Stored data
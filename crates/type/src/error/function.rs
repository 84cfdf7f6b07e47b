// SPDX-License-Identifier: MIT
// Copyright (c) 2025 ReifyDB

use crate::{fragment::Fragment, value::Type};

/// Everything a columnar function can reject before (or while) it runs.
#[derive(Debug, Clone, PartialEq, thiserror::Error)]
pub enum FunctionError {
	#[error("Unknown function: {}", .function.text())]
	UnknownFunction {
		function: Fragment,
	},

	#[error("Function {} expects {expected} arguments, got {actual}", .function.text())]
	ArityMismatch {
		function: Fragment,
		expected: usize,
		actual: usize,
	},

	#[error("Function {} argument {} has invalid type: expected one of [{}], got {actual}", .function.text(), .index + 1, join_types(.expected))]
	InvalidArgumentType {
		function: Fragment,
		index: usize,
		expected: Vec<Type>,
		actual: Type,
	},

	#[error("Function {} parameter '{parameter}' is invalid: {reason}", .function.text())]
	InvalidParameter {
		function: Fragment,
		parameter: String,
		reason: String,
	},

	#[error("Function {} requires parameter '{parameter}'", .function.text())]
	MissingParameter {
		function: Fragment,
		parameter: String,
	},

	#[error("Column {} mixes chunk types: expected {expected}, got {actual}", .column.text())]
	ChunkTypeMismatch {
		column: Fragment,
		expected: Type,
		actual: Type,
	},
}

impl FunctionError {
	pub fn fragment(&self) -> &Fragment {
		match self {
			FunctionError::UnknownFunction {
				function,
			}
			| FunctionError::ArityMismatch {
				function,
				..
			}
			| FunctionError::InvalidArgumentType {
				function,
				..
			}
			| FunctionError::InvalidParameter {
				function,
				..
			}
			| FunctionError::MissingParameter {
				function,
				..
			} => function,
			FunctionError::ChunkTypeMismatch {
				column,
				..
			} => column,
		}
	}
}

pub(crate) fn join_types(types: &[Type]) -> String {
	types.iter().map(|t| t.to_string()).collect::<Vec<_>>().join(", ")
}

▸ Task prompt:
Among the lines of the records, copy out each one that contains the word "InvalidArgumentType".

▸ Final answer:
	InvalidArgumentType {
			| FunctionError::InvalidArgumentType {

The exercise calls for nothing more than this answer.